Pour Markus Schneider, l’antidote passe par un Etat plus efficient. Jusqu’ici, cependant, la réponse de la politique aux défis n’a été que davantage d’impôts, de taxes et de prélèvements. (Que l’on songe à cet égard à la hausse prévue de 1,8 point de TVA, soit 4,5 milliards de francs, sans compensation, pour financer des rentes.)

Même les Russes l’ont adoptée

Parmi les solutions retenues par le «livre blanc», la plus originale se trouve par conséquent dans le chapitre fiscal. Le système d’imposition progressive, estime l’auteur, doit être remplacé par un impôt proportionnel, aussi bas que possible: la «flat tax».

La Russie – pourtant loin d’être un modèle d’économie libérale – l’a par exemple introduite il y a deux ans: les employés sont imposés à hauteur de 13% du revenu, les entreprises à hauteur de 15% du bénéfice, avec la possibilité, pour les PME, d’opter à la place pour un impôt de 8% sur le chiffre d’affaires. La première année de la «flat tax», les recettes fiscales de l’Etat russe ont crû de 28% et l’an passé de 21%.

Pour la Suisse, Markus Schneider propose un taux de 18% comme «limite absolue»: cela correspond au taux maximal de la commune de Wollerau (Schwytz) et comprend les 11,5% dus à la Confédération.Selon une étude expérimentale du Fonds national, la population considère précisément qu’une fiscalité «juste» correspond en gros à ce qui prévaut aujourd’hui dans les cantons de Schwytz et de Zoug, et non davantage. Cela contraste avec la charge fiscale d’un canton comme le Jura, par exemple, où le taux maximal atteint 25%.

Un vrai «big bang» pour la petite Suisse

Quelles chances existe-t-il de voir cette idée concrétisée dans un pays immobilisé par maintes subventions croisées? Markus Schneider croit fermement que la «flat tax» a des chances: son prélèvement serait aussi simple que celui de l’impôt anticipé et les recettes fiscales ne diminueraient pas. A la place de 26 systèmes cantonaux et d’un système fédéral, une telle mesure serait un vrai «big bang» pour la petite Suisse.

Outre la «flat tax», le «livre blanc» propose de diminuer les rentes de l’aide sociale et de l’AI, afin que le travail redevienne plus attractif.
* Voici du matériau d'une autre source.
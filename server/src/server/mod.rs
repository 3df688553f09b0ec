//! HTTP server module for the bookstore.
//!
//! This module provides the Axum-based HTTP server with:
//! - Application state management
//! - Router configuration
//! - CORS for the storefront origin

pub mod routes;
pub mod state;

pub use routes::{build_router, cors_layer};
pub use state::AppState;
//! Production implementations of the provider traits.

pub mod jwt;
pub mod password;

pub use jwt::JwtTokenService;
pub use password::Argon2PasswordHasher;
//! Axum integration for the bookstore backend.
//!
//! The pieces every HTTP handler shares:
//!
//! - [`AppError`]: the `{ code, message }` error envelope, with conversions
//!   from [`bookstore_core::StoreError`] and [`bookstore_auth::AuthError`]
//! - Extractors: [`CorrelationId`], [`ClientIp`], [`UserAgent`], [`BearerToken`]
//!   and [`PageParams`]
//! - [`correlation_id_layer`]: request span plus `X-Correlation-ID` echo
//! - Liveness and readiness handlers
//!
//! # Example
//!
//! ```ignore
//! use bookstore_web::{AppError, PageParams};
//! use axum::{extract::{Query, State}, Json};
//!
//! async fn list(
//!     State(state): State<AppState>,
//!     Query(params): Query<PageParams>,
//! ) -> Result<Json<Listing>, AppError> {
//!     let pagination = params.pagination()?;
//!     let page = state.store.list(pagination).await?;
//!     Ok(Json(Listing::new(page, pagination)))
//! }
//! ```

#![forbid(unsafe_code)]
#![warn(missing_docs, clippy::pedantic)]
#![allow(clippy::module_name_repetitions)]

pub mod error;
pub mod extractors;
pub mod handlers;
pub mod middleware;

// Re-export key types for convenience
pub use error::AppError;
pub use extractors::{BearerToken, ClientIp, CorrelationId, PageParams, UserAgent};
pub use middleware::{CORRELATION_ID_HEADER, CorrelationIdExt, correlation_id_layer};

/// Result type alias for web handlers.
pub type WebResult<T> = Result<T, AppError>;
Il s’agirait également d’augmenter l’âge de la retraite d’un mois par an. Enfin, l’Etat devrait fixer des priorités, notamment dans la formation, tout en élaguant la jungle des subventions, y compris la péréquation financière intercantonale. Difficile de contredire l

Markus Schneider, journaliste et économiste

Markus Schneider, 43 ans, deviendra journaliste libre le 1er janvier, mais continuera à collaborer pour l’hebdomadaire Die Weltwoche, où il a passé environ dix ans de sa carrière.

Economiste de formation, Markus Schneider a étudié à l’Université de Bâle avec les professeurs Peter Bernholz, René Frey et Silvio Borner. Se réclamant du libéralisme (comme tout économiste compétent), le publiciste fonde son argumentation sur des études empiriques: son «livre blanc» se veut un concept pratique et praticable. A peine publié, plus de 3000 exemplaires de l’ouvrage ont déjà été vendus. Peut-être est-ce parce que l’auteur met le doigt sur les vrais causes du déficit de croissance de la Suisse: les subventions, les incitations contre-productives de l’Etat social et l’explosion de la charge fiscale.

Markus Schneider est marié, père de deux enfants et vit à Zurich.